The Federation’s position speaks volumes about the scope of the Crystal Spring proposal, which has grown larger and more destructive. Since the last development plan was filed in December 2014, the number of units for the senior community has increased from 362 units to 383 units. The main CCRC building, originally planned at 6 stories, has been reduced to 4 stories substantially increasing the footprint and the loss of forest. The development plan for the senior community proposes to clear 27.5 acres of Priority Forest, including 65 larger trees of significance.
Moreover, the most recent filing (July 25) also includes a subdivision plan for the entire property which shows more development will be sought in the future on adjoining lots that would strip another 12 acres. Although the subdivision plan does not outline what this future development would entail, current zoning would permit at least 150 non-age restricted housing units. The Forest Conservation Plan shows that in total, between the senior community and future development, they are planning to clear 39.5 acres of forest and replant only 16.45 acres, despite their original pledge to replant 100 percent.
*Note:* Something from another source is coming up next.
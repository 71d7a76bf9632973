/// Metric recorders for token issuance, validation, and store access
pub mod metrics;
The announcement also confirms what we have been reporting for years about the declining health of Crab Creek, one of the most polluted tributaries of the South River. The Federation reports that one of the stream segments of the Creek closest to Crystal Spring had “extremely high bacteria levels the entire summer.” More specifically, they found extremely high levels of Enterocci (fecal) bacteria more than 30 times the safe exposure levels. Another stream nearby has an overwhelming amount of trash flowing in with every rainfall.
“It is well understood that as the amount of impervious surfaces like parking lots and roofs increases, stream health decreases…From a strictly environmental point of view, any development that removes forest and increases impervious surfaces is detrimental to aquatic habitat and water quality,” the Federation wrote.
We applaud the South River Federation for joining the many organizations and thousands of citizens opposing this massive and destructive development. We look forward to working in partnership with them to ensure the health of Crab Creek and the South River remain at the forefront of discussions surrounding the development of this property.